Wireworms are now a real threat in Manitoba

Written by Lisa Eastley on May 22 2015

Category: Grow Grain

From regions with heavy clay to farms with light gravel soil, wireworms are showing up in fields across Manitoba. Here’s what it means for your farm.

Wireworm found in a Manitoba field

Wireworms aren’t just a Saskatchewan and Alberta problem any more. Right now, they’re damaging crops across Manitoba. Farmers and agronomists are digging up the destructive pests in Oakner, Brandon, Dauphin and even the Red River Valley. Here’s what you need to know about wireworms.
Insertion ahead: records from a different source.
//! Protocol messages for client-server communication.
//!
//! All messages are serialized as JSON over WebSocket. The server keeps no
//! record of a rendered attempt: `QuizPresented` hands the client the
//! selection list and one answer key per question, and `SubmitQuiz` must
//! carry them back unchanged.

use serde::{Deserialize, Serialize};

use crate::engine::{AnswerSlot, Outcome, PresentedQuestion, QuestionBody};

/// Messages sent from client to server.
#[derive(Debug, Clone, Serialize, Deserialize)]
#[serde(tag = "type")]
pub enum ClientMessage {
    /// Client wants to join with a username.
    Join { username: String },

    /// Client wants the names of the available quizzes.
    ListQuizzes,

    /// Client wants a fresh attempt at a quiz.
    StartQuiz { quiz: String },

    /// Client submits every answer of an attempt.
    SubmitQuiz {
        quiz: String,
        /// Selection list exactly as received in `QuizPresented`.
        #[serde(default)]
        selection: Option<String>,
        answers: Vec<AnswerSlot>,
        #[serde(default)]
        elapsed_seconds: Option<u64>,
    },
}

/// Messages sent from server to client.
#[derive(Debug, Clone, Serialize, Deserialize)]
#[serde(tag = "type")]
pub enum ServerMessage {
    /// Connection accepted, waiting for Join message.
    ConnectionAck,

    /// Username accepted.
    JoinAccepted { username: String },

    /// Username rejected (invalid length).
    JoinRejected { reason: String },

    /// Quizzes the server can present.
    QuizList { quizzes: Vec<String> },

    /// A rendered attempt.
    QuizPresented {
        quiz: String,
        title: String,
        selection: String,
        questions: Vec<QuestionView>,
    },

    /// Scored attempt.
    QuizResults {
        quiz: String,
        score: usize,
        total: usize,
        outcomes: Vec<Outcome>,
        /// The server had no selection to replay and scored a fresh draw.
        reselected: bool,
    },

    /// The request failed and produced nothing.
    Error { kind: ErrorKind, message: String },
}

#[derive(Debug, Clone, Copy, PartialEq, Eq, Serialize, Deserialize)]
#[serde(rename_all = "snake_case")]
pub enum ErrorKind {
    /// The quiz document is missing or malformed.
    Configuration,
    /// The replay data in a submission is malformed.
    ReplayToken,
    /// The request failed inside the server.
    Internal,
}

/// A presented question as sent to the client.
#[derive(Debug, Clone, PartialEq, Eq, Serialize, Deserialize)]
pub struct QuestionView {
    pub position: usize,
    pub prompt: String,
    /// Opaque; returned with this question's answer.
    pub answer_key: String,
    pub body: QuestionBody,
}

impl From<&PresentedQuestion> for QuestionView {
    fn from(question: &PresentedQuestion) -> Self {
        Self {
            position: question.position,
            prompt: question.prompt.clone(),
            answer_key: question.record.encode(),
            body: question.body.clone(),
        }
    }
}

/// Username validation constants.
pub const USERNAME_MIN_LENGTH: usize = 3;
pub const USERNAME_MAX_LENGTH: usize = 16;

/// Identity used for submissions from clients that never joined.
pub const ANONYMOUS: &str = "anonymous";

/// Default server port.
pub const DEFAULT_PORT: u16 = 8712;

/// Validates a username according to the rules.
///
/// Returns `Ok(())` if valid, or `Err` with an error message.
pub fn validate_username(username: &str) -> Result<(), &'static str> {
    let length = username.trim().chars().count();

    if length < USERNAME_MIN_LENGTH {
        return Err("Username must be at least 3 characters");
    }

    if length > USERNAME_MAX_LENGTH {
        return Err("Username must be at most 16 characters");
    }

    Ok(())
}
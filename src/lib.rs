//! # quizdeck
//!
//! A stateless quiz engine with a WebSocket server and terminal client.
//!
//! Each attempt draws a random subset of a quiz's questions and shuffles
//! every choice question's options. The server remembers nothing about the
//! attempt: the client carries the replay data back with its answers and
//! the server rebuilds the attempt from it to score.
//!
//! ## Usage
//!
//! ```rust,no_run
//! use quizdeck::data::QuizLibrary;
//! use quizdeck::engine::{self, Submission, DEFAULT_QUESTION_CAP};
//!
//! fn main() -> Result<(), Box<dyn std::error::Error>> {
//!     let quiz = QuizLibrary::new("quizzes").load("geography")?;
//!     let mut rng = rand::thread_rng();
//!
//!     let rendered = engine::render(&quiz, DEFAULT_QUESTION_CAP, &mut rng);
//!     let submission = Submission {
//!         selection: Some(rendered.selection_token()),
//!         answers: Vec::new(),
//!     };
//!
//!     let evaluation = engine::evaluate(&quiz, &submission, DEFAULT_QUESTION_CAP, &mut rng)?;
//!     println!("{} / {}", evaluation.score, evaluation.total);
//!     Ok(())
//! }
//! ```

pub mod client;
pub mod data;
pub mod engine;
pub mod history;
pub mod models;
pub mod protocol;
pub mod server;

use std::io;

use thiserror::Error;

pub use data::{LoadError, QuizLibrary};
pub use engine::{Evaluation, ReplayTokenError};
pub use models::{Question, QuestionKind, Quiz};

/// Error type for running the server or client.
#[derive(Debug, Error)]
pub enum QuizError {
    /// Error loading quiz documents.
    #[error("failed to load quizzes: {0}")]
    Load(#[from] LoadError),

    /// IO error while serving or drawing the terminal.
    #[error("IO error: {0}")]
    Io(#[from] io::Error),

    /// The client could not reach the server.
    #[error("failed to connect to {url}: {source}")]
    Connect {
        url: String,
        #[source]
        source: tokio_tungstenite::tungstenite::Error,
    },
}
mod loader;

pub use loader::{
    load_quiz_document, parse_quiz, DocumentError, DocumentFormat, LoadError, QuizLibrary,
};
use anyhow::Result;
use clap::{Arg, ArgAction, Command};
use serde::Serialize;

use infra_pages::{
    infrastructure::resource_pool::remove_action_label,
    navigation::{default_registry, Prerequisite},
    utils::ConsoleConfig,
};

#[derive(Serialize)]
struct StepSummary {
    target: String,
    step: String,
    view: &'static str,
    prerequisite: Prerequisite,
    chain: Vec<String>,
}

fn print_steps(as_json: bool) -> Result<()> {
    let registry = default_registry()?;
    let steps = registry
        .iter()
        .map(|(key, step)| {
            Ok(StepSummary {
                target: key.target.clone(),
                step: key.step.clone(),
                view: step.view_name(),
                prerequisite: step.prerequisite(),
                chain: registry
                    .chain(&key.target, &key.step)?
                    .iter()
                    .map(ToString::to_string)
                    .collect(),
            })
        })
        .collect::<Result<Vec<_>>>()?;

    if as_json {
        println!("{}", serde_json::to_string_pretty(&steps)?);
        return Ok(());
    }
    for summary in &steps {
        println!(
            "{:<24} {:<10} -> {:<26} {}",
            summary.target,
            summary.step,
            summary.view,
            summary.chain.join(" > ")
        );
    }
    Ok(())
}

fn print_config(path: Option<&String>) -> Result<()> {
    let config = match path {
        Some(path) => ConsoleConfig::load(path)?,
        None => {
            log::info!("No config file given, showing defaults");
            ConsoleConfig::default()
        }
    };
    print!("{}", config.to_toml_string()?);
    println!(
        "# resource pool remove action: {}",
        remove_action_label(&config.version()?)
    );
    Ok(())
}

fn main() -> Result<()> {
    env_logger::init();
    let matches = Command::new("infra_pages")
        .about("Inspect the resource pool page objects and their navigation graph")
        .subcommand_required(true)
        .subcommand(
            Command::new("steps")
                .about("List registered navigation steps with their prerequisite chains")
                .arg(
                    Arg::new("json")
                        .long("json")
                        .help("Print as JSON")
                        .action(ArgAction::SetTrue),
                ),
        )
        .subcommand(
            Command::new("config")
                .about("Print the effective console configuration")
                .arg(
                    Arg::new("file")
                        .long("file")
                        .short('f')
                        .value_name("PATH")
                        .help("TOML configuration file"),
                ),
        )
        .get_matches();

    match matches.subcommand() {
        Some(("steps", sub)) => print_steps(sub.get_flag("json")),
        Some(("config", sub)) => print_config(sub.get_one::<String>("file")),
        _ => Ok(()),
    }
}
Wireworms are affecting all soil types

For a long time, we assumed wireworms weren’t a Manitoba problem, or they only affected light soil types. Unfortunately, those days are over. Populations are so high they’re turning up in heavy clay and light gravel fields across the province. Wireworms are most common in wheat, but when the populations are high enough, they will damage other crops too.

Look for patchy fields and withered plants

Check your fields for bare patches and withered or unhealthy looking plants. Unlike cutworms, wireworms migrate deep into the soil to find moisture. Get a trowel and dig around to see if wireworms are chewing at the seed or root.

Wireworms are slender and can grow up to 1 ¼ inches in length. They have hard bodies, three pairs of legs behind their head and are often tan in colour.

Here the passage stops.